Surgical Workflow Recognition

Updated 18 March 2026

Surgical workflow recognition is the automated segmentation of intraoperative data into phases, steps, and actions to support clinical decision-making.
It employs advanced spatial and temporal models, including CNNs, LSTMs, and transformers, to address challenges like temporal dependencies and inter-class ambiguities.
The approach integrates multimodal inputs—video, kinematics, and audio—to enhance accuracy, interpretability, and robustness in dynamic surgical environments.

Surgical workflow recognition is the computational task of automatically parsing surgical procedures—typically from intraoperative video or multimodal data—into a sequence of semantically meaningful steps (phases, actions, instrument usages).

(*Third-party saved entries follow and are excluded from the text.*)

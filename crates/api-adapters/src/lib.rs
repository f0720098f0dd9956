//! # API Adapters
//!
//! HTTP surface of the offer engine: error mapping, Prometheus metrics,
//! the pixel template renderer and (behind `web-axum`) the axum router.

pub mod error;
pub mod metrics;
pub mod template;

#[cfg(feature = "web-axum")]
pub mod routes;

pub use error::ApiError;
pub use metrics::Metrics;
pub use template::PixelTemplateRenderer;

#[cfg(feature = "web-axum")]
pub use routes::{router, AppState};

This capability underpins a wide spectrum of computer-assisted intervention (CAI) technologies, including intraoperative decision support, cognitive surgical assistance systems, workflow optimization, skill assessment, and automated documentation. Contemporary research leverages supervised deep learning, temporal modeling, and multimodal representation learning to address challenges such as temporal dependencies, inter-class ambiguities, and robustness in unconstrained surgical environments.

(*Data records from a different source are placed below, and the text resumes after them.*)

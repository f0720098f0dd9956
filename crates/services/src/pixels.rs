//! # Pixel Service
//!
//! Picks and renders the tracking pixels for one page location. Global
//! pixels fire on traffic scope and revenue threshold; CPA partner pixels
//! draw down the session's revenue bucket through [`crate::revenue::allocate`].
//! A confirmed CPA conversion fires the global `linkouts` pixels its
//! revenue clears, see [`PixelService::conversion_pixels`].

use std::collections::HashMap;
use std::sync::Arc;

use domains::errors::{DomainError, Result};
use domains::models::{Pixel, VisitorData};
use domains::ports::{PixelRepository, TemplateRenderer};
use serde::{Deserialize, Serialize};
use serde_json::{json, Value};
use tracing::{debug, warn};

use crate::revenue;
use crate::sessions::SessionService;

pub const SPLASH: &str = "splash";
pub const REGISTRATION: &str = "registration";
pub const SURVEY: &str = "survey";
pub const LINKOUTS: &str = "linkouts";
pub const POST_LINKOUT: &str = "post-linkout";

#[derive(Debug, Clone, Default, Deserialize)]
pub struct PixelRequest {
    pub location: String,
    #[serde(default)]
    pub utm_content: Option<String>,
    #[serde(default)]
    pub user_data: Option<Value>,
}

#[derive(Debug, Clone, PartialEq, Serialize)]
pub struct RenderedPixel {
    pub pixel_id: i64,
    pub html: String,
}

#[derive(Debug, Clone, PartialEq, Serialize)]
pub struct PixelAllocation {
    pub fired: Vec<RenderedPixel>,
    pub new_bucket: f64,
}

pub struct PixelService {
    pixels: Arc<dyn PixelRepository>,
    renderer: Arc<dyn TemplateRenderer>,
    sessions: Arc<SessionService>,
}

impl PixelService {
    pub fn new(
        pixels: Arc<dyn PixelRepository>,
        renderer: Arc<dyn TemplateRenderer>,
        sessions: Arc<SessionService>,
    ) -> Self {
        Self {
            pixels,
            renderer,
            sessions,
        }
    }

    pub async fn allocate_pixels(
        &self,
        session_id: &str,
        req: PixelRequest,
    ) -> Result<PixelAllocation> {
        let location = req.location.as_str();
        if location != SPLASH && is_blank(req.user_data.as_ref()) {
            return Err(DomainError::Validation("user_data is required".into()));
        }
        let user_data = req.user_data.clone().unwrap_or(Value::Null);
        let utm = req.utm_content.as_deref();

        let session = self.sessions.load(session_id).await?;
        let revenue = match location {
            SURVEY => session.soi_revenue,
            LINKOUTS | POST_LINKOUT => session.linkout_revenue,
            _ => 0.0,
        };
        let threshold_applies = location != SPLASH && location != REGISTRATION;

        let threshold = threshold_applies.then_some(revenue);
        let mut fired = self
            .global_pixels(location, utm, threshold, revenue, &user_data)
            .await?;

        // Render before touching the bucket so a broken template never costs revenue.
        let mut rendered = HashMap::new();
        let candidates: Vec<Pixel> = self
            .pixels
            .enabled_pixels(location, true)
            .await?
            .into_iter()
            .filter(|p| p.matches_traffic(utm))
            .filter(|p| {
                let Some(amount) = p.cpa_amount() else {
                    return false;
                };
                match self.render(p, amount, &user_data) {
                    Some(r) => {
                        rendered.insert(p.id, r);
                        true
                    }
                    None => false,
                }
            })
            .collect();

        let (partner_ids, new_bucket) = self
            .sessions
            .with_session(session_id, |s| {
                let allocation = revenue::allocate(s.revenue_bucket, &candidates);
                s.revenue_bucket = allocation.balance;
                let ids: Vec<i64> = allocation.fired.iter().map(|(p, _)| p.id).collect();
                (ids, allocation.balance)
            })
            .await?;

        fired.extend(partner_ids.into_iter().filter_map(|id| rendered.remove(&id)));
        debug!(location, fired = fired.len(), new_bucket, "pixels allocated");

        Ok(PixelAllocation { fired, new_bucket })
    }

    /// Global `linkouts` pixels for a confirmed conversion worth `revenue`.
    /// The bucket is not touched.
    pub async fn conversion_pixels(
        &self,
        revenue: f64,
        utm_content: Option<&str>,
        visitor: &VisitorData,
    ) -> Result<Vec<RenderedPixel>> {
        let user_data = serde_json::to_value(visitor).unwrap_or_default();
        let fired = self
            .global_pixels(LINKOUTS, utm_content, Some(revenue), revenue, &user_data)
            .await?;
        debug!(revenue, fired = fired.len(), "conversion pixels rendered");
        Ok(fired)
    }

    async fn global_pixels(
        &self,
        location: &str,
        utm: Option<&str>,
        threshold: Option<f64>,
        revenue: f64,
        user_data: &Value,
    ) -> Result<Vec<RenderedPixel>> {
        Ok(self
            .pixels
            .enabled_pixels(location, false)
            .await?
            .iter()
            .filter(|p| p.matches_traffic(utm))
            .filter(|p| threshold.is_none_or(|t| p.revenue_threshold <= t))
            .filter_map(|p| self.render(p, revenue, user_data))
            .collect())
    }

    fn render(&self, pixel: &Pixel, revenue: f64, user_data: &Value) -> Option<RenderedPixel> {
        let context = json!({ "revenue": revenue, "user_data": user_data });
        match self.renderer.render(&pixel.code, &context) {
            Ok(html) => Some(RenderedPixel {
                pixel_id: pixel.id,
                html,
            }),
            Err(e) => {
                warn!(pixel = pixel.id, error = %e, "pixel template failed to render");
                None
            }
        }
    }
}

/// Null, `false`, `""`, `"0"`, `0` and empty arrays or objects all count
/// as no visitor data.
fn is_blank(value: Option<&Value>) -> bool {
    match value {
        None | Some(Value::Null) | Some(Value::Bool(false)) => true,
        Some(Value::String(s)) => s.is_empty() || s == "0",
        Some(Value::Number(n)) => n.as_f64() == Some(0.0),
        Some(Value::Array(items)) => items.is_empty(),
        Some(Value::Object(map)) => map.is_empty(),
        Some(_) => false,
    }
}

#[cfg(test)]
mod tests {
    use super::*;
    use crate::fixtures;
    use domains::ports::{MockPixelRepository, MockTemplateRenderer};
    use mockall::predicate::eq;

    fn global(id: i64, threshold: f64) -> Pixel {
        Pixel {
            id,
            enabled: true,
            all_traffic_source: true,
            revenue_threshold: threshold,
            code: format!("g{id}"),
            ..Default::default()
        }
    }

    fn partner(id: i64, value: f64, margin: f64) -> Pixel {
        Pixel {
            id,
            enabled: true,
            all_traffic_source: true,
            is_cpa_partner: true,
            cpa_value: Some(value),
            cpa_margin_rate: Some(margin),
            code: format!("p{id}"),
            ..Default::default()
        }
    }

    fn echo_renderer() -> MockTemplateRenderer {
        let mut r = MockTemplateRenderer::new();
        r.expect_render().returning(|code, ctx| {
            if code == "broken" {
                return Err(DomainError::Render("unclosed tag".into()));
            }
            Ok(format!("{code}@{}", ctx["revenue"]))
        });
        r
    }

    async fn service(
        globals: Vec<Pixel>,
        partners: Vec<Pixel>,
        bucket: f64,
        soi_revenue: f64,
    ) -> (PixelService, Arc<SessionService>) {
        let mut repo = MockPixelRepository::new();
        repo.expect_enabled_pixels()
            .with(mockall::predicate::always(), eq(false))
            .returning(move |_, _| Ok(globals.clone()));
        repo.expect_enabled_pixels()
            .with(mockall::predicate::always(), eq(true))
            .returning(move |_, _| Ok(partners.clone()));

        let sessions = fixtures::sessions();
        sessions
            .with_session("s1", |s| {
                s.revenue_bucket = bucket;
                s.soi_revenue = soi_revenue;
            })
            .await
            .unwrap();

        let svc =
            PixelService::new(Arc::new(repo), Arc::new(echo_renderer()), Arc::clone(&sessions));
        (svc, sessions)
    }

    fn survey_request() -> PixelRequest {
        PixelRequest {
            location: SURVEY.into(),
            utm_content: Some("fb".into()),
            user_data: Some(json!({ "email": "a@b.com" })),
        }
    }

    #[tokio::test]
    async fn bucket_is_drawn_down_and_persisted() {
        let partners = vec![partner(1, 20.0, 0.5), partner(2, 40.0, 1.0), partner(3, 8.0, 0.25)];
        let (svc, sessions) = service(Vec::new(), partners, 100.0, 0.0).await;

        let out = svc.allocate_pixels("s1", survey_request()).await.unwrap();
        let ids: Vec<i64> = out.fired.iter().map(|p| p.pixel_id).collect();
        assert_eq!(ids, vec![1, 3]);
        assert_eq!(out.new_bucket, 60.0);
        assert_eq!(out.fired[0].html, "p1@30.0");
        assert_eq!(sessions.load("s1").await.unwrap().revenue_bucket, 60.0);
    }

    #[tokio::test]
    async fn global_pixels_respect_threshold_outside_splash() {
        let (svc, _) = service(vec![global(1, 5.0), global(2, 50.0)], Vec::new(), 0.0, 10.0).await;

        let out = svc.allocate_pixels("s1", survey_request()).await.unwrap();
        assert_eq!(out.fired, vec![RenderedPixel { pixel_id: 1, html: "g1@10.0".into() }]);

        let splash = PixelRequest {
            location: SPLASH.into(),
            utm_content: None,
            user_data: None,
        };
        let out = svc.allocate_pixels("s1", splash).await.unwrap();
        // splash has no revenue context and no threshold
        assert_eq!(out.fired.len(), 2);
        assert_eq!(out.fired[1].html, "g2@0.0");
    }

    #[tokio::test]
    async fn broken_template_is_skipped_without_debit() {
        let mut broken = partner(1, 20.0, 0.5);
        broken.code = "broken".into();
        let (svc, _) = service(Vec::new(), vec![broken, partner(2, 40.0, 1.0)], 100.0, 0.0).await;

        let out = svc.allocate_pixels("s1", survey_request()).await.unwrap();
        assert_eq!(out.fired.len(), 1);
        assert_eq!(out.fired[0].pixel_id, 2);
        assert_eq!(out.new_bucket, 20.0);
    }

    #[tokio::test]
    async fn user_data_required_off_splash() {
        let (svc, _) = service(Vec::new(), Vec::new(), 0.0, 0.0).await;
        let req = PixelRequest {
            location: SURVEY.into(),
            ..Default::default()
        };
        assert!(matches!(
            svc.allocate_pixels("s1", req).await,
            Err(DomainError::Validation(_))
        ));
    }

    #[tokio::test]
    async fn empty_user_data_counts_as_missing() {
        let (svc, _) = service(Vec::new(), Vec::new(), 0.0, 0.0).await;
        for blank in [json!({}), json!(""), json!([]), Value::Null] {
            let req = PixelRequest {
                location: SURVEY.into(),
                user_data: Some(blank),
                ..Default::default()
            };
            assert!(matches!(
                svc.allocate_pixels("s1", req).await,
                Err(DomainError::Validation(_))
            ));
        }

        let splash = PixelRequest {
            location: SPLASH.into(),
            user_data: Some(json!({})),
            ..Default::default()
        };
        assert!(svc.allocate_pixels("s1", splash).await.is_ok());
    }

    #[tokio::test]
    async fn conversion_pixels_gate_on_revenue_only() {
        let mut scoped = global(3, 1.0);
        scoped.all_traffic_source = false;
        scoped.traffic_source = "fb_spring".into();
        let globals = vec![global(1, 2.0), global(2, 5.0), scoped];
        let (svc, sessions) = service(globals, vec![partner(9, 1.0, 1.0)], 10.0, 0.0).await;

        let visitor = VisitorData::from([("email", "a@b.com")]);
        let fired = svc.conversion_pixels(4.0, None, &visitor).await.unwrap();
        assert_eq!(fired, vec![RenderedPixel { pixel_id: 1, html: "g1@4.0".into() }]);

        let ids: Vec<i64> = svc
            .conversion_pixels(4.0, Some("fb_spring"), &visitor)
            .await
            .unwrap()
            .iter()
            .map(|p| p.pixel_id)
            .collect();
        assert_eq!(ids, vec![1, 3]);
        assert_eq!(sessions.load("s1").await.unwrap().revenue_bucket, 10.0);
    }

    #[tokio::test]
    async fn traffic_scope_filters_partners() {
        let mut scoped = partner(1, 10.0, 1.0);
        scoped.all_traffic_source = false;
        scoped.traffic_source = "google_ads".into();
        let (svc, _) = service(Vec::new(), vec![scoped], 100.0, 0.0).await;

        let out = svc.allocate_pixels("s1", survey_request()).await.unwrap();
        assert!(out.fired.is_empty());
        assert_eq!(out.new_bucket, 100.0);
    }
}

1. Problem Formulation and Datasets

Surgical workflow recognition most commonly targets three hierarchical granularity levels: phases (coarse divisions), steps/tasks (procedure-specific subunits), and actions (instrument–verb–target triplets). Formally, given an input data stream $X = \{x_t\}_{t=1}^T$ (where $x_t$ may be an RGB frame, sensor sample, kinematic vector, etc.), the goal is to assign ground-truth labels $y_t$ per time step $t$ from a fixed vocabulary (phases, steps, triplets).

Benchmark datasets are central to reproducible evaluation:

Dataset	Surgery Type	N Videos	Granularity	Modalities	Notable Features
Cholec80	Laparoscopic cholecystectomy	80	Phases	Video	7 phases, widely adopted
M2CAI16	Laparoscopic cholecystectomy	41	Phases	Video	8 phases
CAT-SG	Cataract surgery	50	Steps	Scene graphs	19 steps, DSG annotation
AutoLaparo	Hysterectomy	21	Phases	Video	7 phases, challenging sequence
LLS48	Left lateral sectionectomy	48	Phase/Step/Action	Video	Action-triplet (IVT)
MISAW	Microsurgical anastomosis	27	Phase/Step/Activity	Video/Kinematics	Stereoscopic, hierarchical
PmLR50	Liver resection (Pringle)	50	Phases	Video	Real-time/ischemia detection

Dataset annotations may include tool presence, instrument kinematics, voice commands, or bounding boxes of anatomy. Standard splits for supervised training/testing are applied, and metrics include per-frame accuracy, macro F1, Jaccard index per phase, and task-specific temporal continuity measures.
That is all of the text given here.